Instead of losing that history, I spent a recent holiday afternoon building a custom solution: a TripIt Data Visualization site.

The initial motivation was simple: data ownership. I knew I could still get a JSON export of my data (thanks to GDPR), but a JSON file isn’t exactly “visual.”

🌍 See it in Action (Try the Sample Data)

You don’t need your own data export to see how it works. I’ve included a “Sample Data” mode so anyone can explore the dashboard immediately.

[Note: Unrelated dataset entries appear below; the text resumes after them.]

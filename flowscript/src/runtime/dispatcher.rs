//! Effect dispatcher: the only path from the evaluator to a model backend.
//!
//! Every call gets a sequence number, a per-attempt timeout and bounded
//! exponential backoff between transient failures. Transient failures never
//! leave [`EffectDispatcher::invoke`]: they are either retried or escalated
//! to [`ModelError::Permanent`] once the attempt budget is spent.

use std::fmt;
use std::sync::atomic::{AtomicU64, Ordering};
use std::sync::Arc;
use std::time::Duration;

use once_cell::sync::Lazy;
use regex::{Captures, Regex};
use thiserror::Error;
use tracing::{debug, info, warn};

use crate::runtime::coercion::{JsonGrammar, ResponseGrammar};
use crate::runtime::host_interface::{BackendError, ModelBackend, ModelRequest};
use crate::runtime::values::{ModelTemplate, Value};

#[derive(Debug, Clone, Copy, PartialEq, Eq)]
pub enum PermanentReason {
    /// The backend refused the request (malformed input, policy rejection).
    Rejected,
    RetriesExhausted { attempts: u32 },
    /// A response could not be coerced into structured data.
    ParseError,
}

impl fmt::Display for PermanentReason {
    fn fmt(&self, f: &mut fmt::Formatter<'_>) -> fmt::Result {
        match self {
            PermanentReason::Rejected => write!(f, "rejected"),
            PermanentReason::RetriesExhausted { attempts } => {
                write!(f, "retries exhausted after {} attempts", attempts)
            }
            PermanentReason::ParseError => write!(f, "parse error"),
        }
    }
}

#[derive(Debug, Clone, PartialEq, Eq, Error)]
pub enum ModelError {
    #[error("transient model failure: {message}")]
    Transient { message: String },
    #[error("model failure ({reason}): {message}")]
    Permanent {
        reason: PermanentReason,
        message: String,
    },
}

impl ModelError {
    pub fn parse_error(message: impl Into<String>) -> Self {
        ModelError::Permanent {
            reason: PermanentReason::ParseError,
            message: message.into(),
        }
    }

    /// Value of the `kind` field of the error value `try(...)` produces.
    pub fn kind_name(&self) -> &'static str {
        match self {
            ModelError::Transient { .. } => "transient",
            ModelError::Permanent {
                reason: PermanentReason::ParseError,
                ..
            } => "parse_error",
            ModelError::Permanent { .. } => "permanent",
        }
    }
}

/// Timeout and backoff settings applied to every model invocation.
#[derive(Debug, Clone, PartialEq)]
pub struct RetryPolicy {
    /// Total attempts including the first one.
    pub max_attempts: u32,
    pub timeout: Duration,
    pub initial_backoff: Duration,
    pub max_backoff: Duration,
    pub backoff_multiplier: f64,
}

impl Default for RetryPolicy {
    fn default() -> Self {
        RetryPolicy {
            max_attempts: 3,
            timeout: Duration::from_secs(60),
            initial_backoff: Duration::from_millis(200),
            max_backoff: Duration::from_secs(10),
            backoff_multiplier: 2.0,
        }
    }
}

impl RetryPolicy {
    /// Delay after the given failed attempt (1-based).
    pub fn backoff_for(&self, attempt: u32) -> Duration {
        let exponent = attempt.saturating_sub(1).min(32) as i32;
        let factor = self.backoff_multiplier.max(1.0).powi(exponent);
        let millis = self.initial_backoff.as_millis() as f64 * factor;
        let capped = millis.min(self.max_backoff.as_millis() as f64);
        Duration::from_millis(capped as u64)
    }
}

#[derive(Debug)]
pub struct EffectDispatcher {
    backend: Arc<dyn ModelBackend>,
    policy: RetryPolicy,
    grammar: Arc<dyn ResponseGrammar>,
    sequence: AtomicU64,
}

impl EffectDispatcher {
    pub fn new(backend: Arc<dyn ModelBackend>) -> Self {
        EffectDispatcher {
            backend,
            policy: RetryPolicy::default(),
            grammar: Arc::new(JsonGrammar),
            sequence: AtomicU64::new(0),
        }
    }

    pub fn with_policy(mut self, policy: RetryPolicy) -> Self {
        self.policy = policy;
        self
    }

    pub fn with_grammar(mut self, grammar: Arc<dyn ResponseGrammar>) -> Self {
        self.grammar = grammar;
        self
    }

    pub fn policy(&self) -> &RetryPolicy {
        &self.policy
    }

    /// Grammar used by the `object` builtin.
    pub fn grammar(&self) -> Arc<dyn ResponseGrammar> {
        self.grammar.clone()
    }

    /// Number of invocations started so far.
    pub fn invocations(&self) -> u64 {
        self.sequence.load(Ordering::SeqCst)
    }

    /// Calls the backend with `input` as prompt context. Succeeds with the
    /// response text as a string value.
    pub async fn invoke(&self, template: &ModelTemplate, input: Value) -> Result<Value, ModelError> {
        let sequence = self.sequence.fetch_add(1, Ordering::SeqCst) + 1;
        let prompt = render_prompt(&template.template, &input);
        info!(
            sequence,
            backend = self.backend.name(),
            template = %preview(&template.template),
            "model invocation started"
        );

        let mut attempt: u32 = 0;
        loop {
            attempt += 1;
            let request = ModelRequest {
                sequence,
                attempt,
                template: template.template.clone(),
                context: input.clone(),
                prompt: prompt.clone(),
                options: template.options.clone(),
            };

            let outcome = match tokio::time::timeout(self.policy.timeout, self.backend.invoke(&request)).await {
                Ok(result) => result,
                Err(_) => Err(BackendError::transient(format!(
                    "timed out after {} ms",
                    self.policy.timeout.as_millis()
                ))),
            };

            match outcome {
                Ok(text) => {
                    info!(sequence, attempt, chars = text.len(), "model invocation succeeded");
                    return Ok(Value::String(text));
                }
                Err(err) if !err.is_transient() => {
                    warn!(sequence, attempt, error = %err.message, "model invocation rejected");
                    return Err(ModelError::Permanent {
                        reason: PermanentReason::Rejected,
                        message: err.message,
                    });
                }
                Err(err) if attempt >= self.policy.max_attempts => {
                    warn!(sequence, attempts = attempt, error = %err.message, "model invocation retries exhausted");
                    return Err(ModelError::Permanent {
                        reason: PermanentReason::RetriesExhausted { attempts: attempt },
                        message: err.message,
                    });
                }
                Err(err) => {
                    let delay = self.policy.backoff_for(attempt);
                    warn!(
                        sequence,
                        attempt,
                        delay_ms = delay.as_millis() as u64,
                        error = %err.message,
                        "transient model failure, retrying"
                    );
                    tokio::time::sleep(delay).await;
                }
            }
        }
    }
}

fn preview(template: &str) -> String {
    let first_line = template.lines().next().unwrap_or("");
    if first_line.chars().count() > 60 {
        let cut: String = first_line.chars().take(60).collect();
        format!("{}...", cut)
    } else {
        first_line.to_string()
    }
}

// --- Prompt rendering ---

static PLACEHOLDER: Lazy<Regex> = Lazy::new(|| {
    Regex::new(r"\{\{\s*([A-Za-z_][A-Za-z0-9_\-]*(?:\.[A-Za-z_][A-Za-z0-9_\-]*)*)\s*\}\}")
        .expect("placeholder pattern is valid")
});

/// Fills `{{input}}`, `{{input.a.b}}` and `{{a.b}}` placeholders from `context`.
/// Placeholders that do not resolve are left as written.
pub fn render_prompt(template: &str, context: &Value) -> String {
    PLACEHOLDER
        .replace_all(template, |caps: &Captures| {
            let path: Vec<&str> = caps[1].split('.').collect();
            let resolved = match path.split_first() {
                Some((&"input", rest)) => lookup_path(context, rest),
                _ => lookup_path(context, &path),
            };
            match resolved {
                Some(value) => value.render_text(),
                None => caps[0].to_string(),
            }
        })
        .into_owned()
}

fn lookup_path<'v>(value: &'v Value, path: &[&str]) -> Option<&'v Value> {
    let mut current = value;
    for segment in path {
        current = current.as_object()?.get(*segment)?;
    }
    debug!(path = ?path, "resolved prompt placeholder");
    Some(current)
}
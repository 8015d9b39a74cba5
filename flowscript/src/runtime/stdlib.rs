// Built-in function library for flowscript

use std::sync::Arc;

use futures::future::BoxFuture;
use indexmap::IndexMap;

use crate::ast::Symbol;
use crate::runtime::coercion::{coerce, ResponseGrammar};
use crate::runtime::environment::Environment;
use crate::runtime::error::{RuntimeError, RuntimeResult};
use crate::runtime::evaluator::Evaluator;
use crate::runtime::values::{
    Arity, BuiltinFunction, BuiltinFunctionWithEvaluator, Function, Value,
};

type PureFn = fn(Vec<Value>) -> RuntimeResult<Value>;
type HigherOrderFn = for<'a> fn(
    Vec<Value>,
    &'a Evaluator,
    &'a Arc<Environment>,
) -> BoxFuture<'a, RuntimeResult<Value>>;

/// The standard library: pure functions over arrays, objects and strings, plus
/// the `object` coercion bound to the configured response grammar.
pub struct StandardLibrary;

impl StandardLibrary {
    /// Creates the base environment every program environment descends from.
    pub fn create_global_environment(grammar: Arc<dyn ResponseGrammar>) -> Environment {
        let mut env = Environment::new();
        Self::load_sequence_functions(&mut env);
        Self::load_object_functions(&mut env);
        Self::load_predicates(&mut env);
        Self::load_higher_order_functions(&mut env);
        Self::load_coercion(&mut env, grammar);
        env
    }

    fn define(env: &mut Environment, name: &str, arity: Arity, func: PureFn) {
        env.define(
            &Symbol::new(name),
            Value::Function(Function::Builtin(BuiltinFunction {
                name: name.to_string(),
                arity,
                func: Arc::new(func),
            })),
        );
    }

    fn define_with_evaluator(env: &mut Environment, name: &str, arity: Arity, func: HigherOrderFn) {
        env.define(
            &Symbol::new(name),
            Value::Function(Function::BuiltinWithEvaluator(BuiltinFunctionWithEvaluator {
                name: name.to_string(),
                arity,
                func: Arc::new(func),
            })),
        );
    }

    fn load_sequence_functions(env: &mut Environment) {
        Self::define(env, "concat", Arity::Fixed(2), Self::concat);
        Self::define(env, "join", Arity::Fixed(2), Self::join);
        Self::define(env, "length", Arity::Fixed(1), Self::length);
        Self::define(env, "append", Arity::Fixed(2), Self::append);
        Self::define(env, "str", Arity::Fixed(1), Self::str);
        Self::define(env, "to-json", Arity::Fixed(1), Self::to_json);
    }

    fn load_object_functions(env: &mut Environment) {
        Self::define(env, "get", Arity::Range(2, 3), Self::get);
        Self::define(env, "keys", Arity::Fixed(1), Self::keys);
        Self::define(env, "merge", Arity::Fixed(2), Self::merge);
    }

    fn load_predicates(env: &mut Environment) {
        Self::define(env, "is-null?", Arity::Fixed(1), |args| {
            Ok(Value::Boolean(args.iter().all(Value::is_null)))
        });
        Self::define(env, "is-defined?", Arity::Fixed(1), |args| {
            Ok(Value::Boolean(!args.iter().any(Value::is_null)))
        });
        Self::define(env, "is-error?", Arity::Fixed(1), |args| {
            Ok(Value::Boolean(matches!(args.first(), Some(Value::Error(_)))))
        });
    }

    fn load_higher_order_functions(env: &mut Environment) {
        Self::define_with_evaluator(env, "map", Arity::Fixed(2), map);
        Self::define_with_evaluator(env, "filter", Arity::Fixed(2), filter);
        Self::define_with_evaluator(env, "every", Arity::Fixed(2), every);
    }

    /// `object(text)` coerces; `object()` returns the coercion as a function value.
    fn load_coercion(env: &mut Environment, grammar: Arc<dyn ResponseGrammar>) {
        let coercion = object_coercion(grammar);
        let with_default = coercion.clone();
        env.define(
            &Symbol::new("object"),
            Value::Function(Function::Builtin(BuiltinFunction {
                name: "object".to_string(),
                arity: Arity::Range(0, 1),
                func: Arc::new(move |args| match args.into_iter().next() {
                    None => Ok(Value::Function(Function::Builtin(with_default.clone()))),
                    Some(value) => (with_default.func)(vec![value]),
                }),
            })),
        );
    }

    // --- Sequences ---

    /// `concat(a, b)` - order-preserving concatenation, duplicates kept
    fn concat(args: Vec<Value>) -> RuntimeResult<Value> {
        let [first, second] = exactly::<2>("concat", args)?;
        let mut items = expect_array("concat", 1, first)?;
        items.extend(expect_array("concat", 2, second)?);
        Ok(Value::Array(items))
    }

    /// `join(strings, separator)`
    fn join(args: Vec<Value>) -> RuntimeResult<Value> {
        let [seq, separator] = exactly::<2>("join", args)?;
        let items = expect_array("join", 1, seq)?;
        let separator = match separator {
            Value::String(s) => s,
            other => return Err(argument_mismatch("join", 2, "string", &other)),
        };
        let mut parts = Vec::with_capacity(items.len());
        for (index, item) in items.into_iter().enumerate() {
            match item {
                Value::String(s) => parts.push(s),
                other => {
                    return Err(RuntimeError::type_mismatch(
                        format!("element {} of argument 1 of `join`", index),
                        "string",
                        &other,
                    ))
                }
            }
        }
        Ok(Value::String(parts.join(&separator)))
    }

    fn length(args: Vec<Value>) -> RuntimeResult<Value> {
        let [value] = exactly::<1>("length", args)?;
        let len = match &value {
            Value::Array(items) => items.len(),
            Value::String(s) => s.chars().count(),
            Value::Object(map) => map.len(),
            other => return Err(argument_mismatch("length", 1, "array, string or object", other)),
        };
        Ok(Value::Integer(len as i64))
    }

    fn append(args: Vec<Value>) -> RuntimeResult<Value> {
        let [seq, value] = exactly::<2>("append", args)?;
        let mut items = expect_array("append", 1, seq)?;
        items.push(value);
        Ok(Value::Array(items))
    }

    fn str(args: Vec<Value>) -> RuntimeResult<Value> {
        let [value] = exactly::<1>("str", args)?;
        Ok(Value::String(value.render_text()))
    }

    fn to_json(args: Vec<Value>) -> RuntimeResult<Value> {
        let [value] = exactly::<1>("to-json", args)?;
        Ok(Value::String(value.to_json()?.to_string()))
    }

    // --- Objects ---

    /// `get(container, key, default?)` - missing keys give the default or null
    fn get(args: Vec<Value>) -> RuntimeResult<Value> {
        let mut args = args.into_iter();
        let container = args.next().unwrap_or(Value::Null);
        let key = args.next().unwrap_or(Value::Null);
        let default = args.next().unwrap_or(Value::Null);
        let found = match (container, key) {
            (Value::Object(mut map), Value::String(key)) => map.swap_remove(&key),
            (Value::Array(mut items), Value::Integer(i)) if i >= 0 && (i as usize) < items.len() => {
                Some(items.swap_remove(i as usize))
            }
            (Value::Array(_), Value::Integer(_)) => None,
            (Value::Object(_), other) | (Value::Array(_), other) => {
                return Err(argument_mismatch("get", 2, "string or integer key", &other))
            }
            (other, _) => return Err(argument_mismatch("get", 1, "object or array", &other)),
        };
        Ok(found.unwrap_or(default))
    }

    fn keys(args: Vec<Value>) -> RuntimeResult<Value> {
        let [value] = exactly::<1>("keys", args)?;
        let map = expect_object("keys", 1, value)?;
        Ok(Value::Array(map.into_keys().map(Value::String).collect()))
    }

    /// `merge(base, overrides)` - keys of `overrides` win, base order is kept
    fn merge(args: Vec<Value>) -> RuntimeResult<Value> {
        let [base, overrides] = exactly::<2>("merge", args)?;
        let mut merged = expect_object("merge", 1, base)?;
        for (key, value) in expect_object("merge", 2, overrides)? {
            merged.insert(key, value);
        }
        Ok(Value::Object(merged))
    }
}

fn object_coercion(grammar: Arc<dyn ResponseGrammar>) -> BuiltinFunction {
    BuiltinFunction {
        name: "object".to_string(),
        arity: Arity::Fixed(1),
        func: Arc::new(move |args| {
            let [value] = exactly::<1>("object", args)?;
            coerce(grammar.as_ref(), value)
        }),
    }
}

// --- Higher-order functions ---

/// `map(seq, f)` - order preserving
fn map<'a>(
    args: Vec<Value>,
    evaluator: &'a Evaluator,
    env: &'a Arc<Environment>,
) -> BoxFuture<'a, RuntimeResult<Value>> {
    Box::pin(async move {
        let [seq, f] = exactly::<2>("map", args)?;
        let items = expect_array("map", 1, seq)?;
        let f = expect_function("map", 2, f)?;
        let mut out = Vec::with_capacity(items.len());
        for item in items {
            out.push(evaluator.call_function(f.clone(), vec![item], env).await?);
        }
        Ok(Value::Array(out))
    })
}

/// `filter(seq, predicate)` - the predicate must return a boolean
fn filter<'a>(
    args: Vec<Value>,
    evaluator: &'a Evaluator,
    env: &'a Arc<Environment>,
) -> BoxFuture<'a, RuntimeResult<Value>> {
    Box::pin(async move {
        let [seq, predicate] = exactly::<2>("filter", args)?;
        let items = expect_array("filter", 1, seq)?;
        let predicate = expect_function("filter", 2, predicate)?;
        let mut kept = Vec::new();
        for item in items {
            let verdict = evaluator
                .call_function(predicate.clone(), vec![item.clone()], env)
                .await?;
            if predicate_result("filter", verdict)? {
                kept.push(item);
            }
        }
        Ok(Value::Array(kept))
    })
}

/// `every(seq, predicate)` - stops at the first `false`
fn every<'a>(
    args: Vec<Value>,
    evaluator: &'a Evaluator,
    env: &'a Arc<Environment>,
) -> BoxFuture<'a, RuntimeResult<Value>> {
    Box::pin(async move {
        let [seq, predicate] = exactly::<2>("every", args)?;
        let items = expect_array("every", 1, seq)?;
        let predicate = expect_function("every", 2, predicate)?;
        for item in items {
            let verdict = evaluator
                .call_function(predicate.clone(), vec![item], env)
                .await?;
            if !predicate_result("every", verdict)? {
                return Ok(Value::Boolean(false));
            }
        }
        Ok(Value::Boolean(true))
    })
}

// --- Argument helpers ---

fn exactly<const N: usize>(name: &str, args: Vec<Value>) -> RuntimeResult<[Value; N]> {
    let count = args.len();
    args.try_into()
        .map_err(|_| RuntimeError::arity(name, N, count))
}

fn argument_mismatch(name: &str, position: usize, expected: &str, actual: &Value) -> RuntimeError {
    RuntimeError::type_mismatch(
        format!("argument {} of `{}`", position, name),
        expected,
        actual,
    )
}

fn expect_array(name: &str, position: usize, value: Value) -> RuntimeResult<Vec<Value>> {
    match value {
        Value::Array(items) => Ok(items),
        other => Err(argument_mismatch(name, position, "array", &other)),
    }
}

fn expect_object(
    name: &str,
    position: usize,
    value: Value,
) -> RuntimeResult<IndexMap<String, Value>> {
    match value {
        Value::Object(map) => Ok(map),
        other => Err(argument_mismatch(name, position, "object", &other)),
    }
}

fn expect_function(name: &str, position: usize, value: Value) -> RuntimeResult<Value> {
    match value {
        Value::Function(_) | Value::ModelHandle(_) => Ok(value),
        other => Err(argument_mismatch(name, position, "function", &other)),
    }
}

fn predicate_result(name: &str, verdict: Value) -> RuntimeResult<bool> {
    match verdict {
        Value::Boolean(b) => Ok(b),
        other => Err(RuntimeError::type_mismatch(
            format!("predicate result in `{}`", name),
            "boolean",
            &other,
        )),
    }
}

#[cfg(test)]
#[path = "stdlib_tests.rs"]
mod tests;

👉 Check out the demo here: tripit.csanchez.org

A web dashboard titled "Viewing Sample Data" showing four key statistics cards: 23 total trips, 34 flights (123,420 miles), 23 unique countries visited, and 206 days traveling. Below the stats is a dark world map with visited countries like the USA, Brazil, Australia, and parts of Europe highlighted in bright blue.
A dark-themed interactive world map displaying "Flight Paths." Numerous purple arced lines connect cities across the globe, showing a dense network of flight routes primarily originating from Europe and connecting to North America, South America, Africa, and Asia.
A "Yearly Statistics" bar chart tracking travel data from 2007 to 2026. The chart uses multi-colored bars to compare Days, Flights, Miles, and Trips per year, showing a significant peak in travel around 2019 and a visible dip during 2020-2021.
A clean user interface showing a list of "Past Trips" with cards for Auckland Nature 2025, Sydney NYE 2025, Oslo Summer 2024, and Summer in Europe 2024. Each card displays the destination, date range, duration in days, and number of flights.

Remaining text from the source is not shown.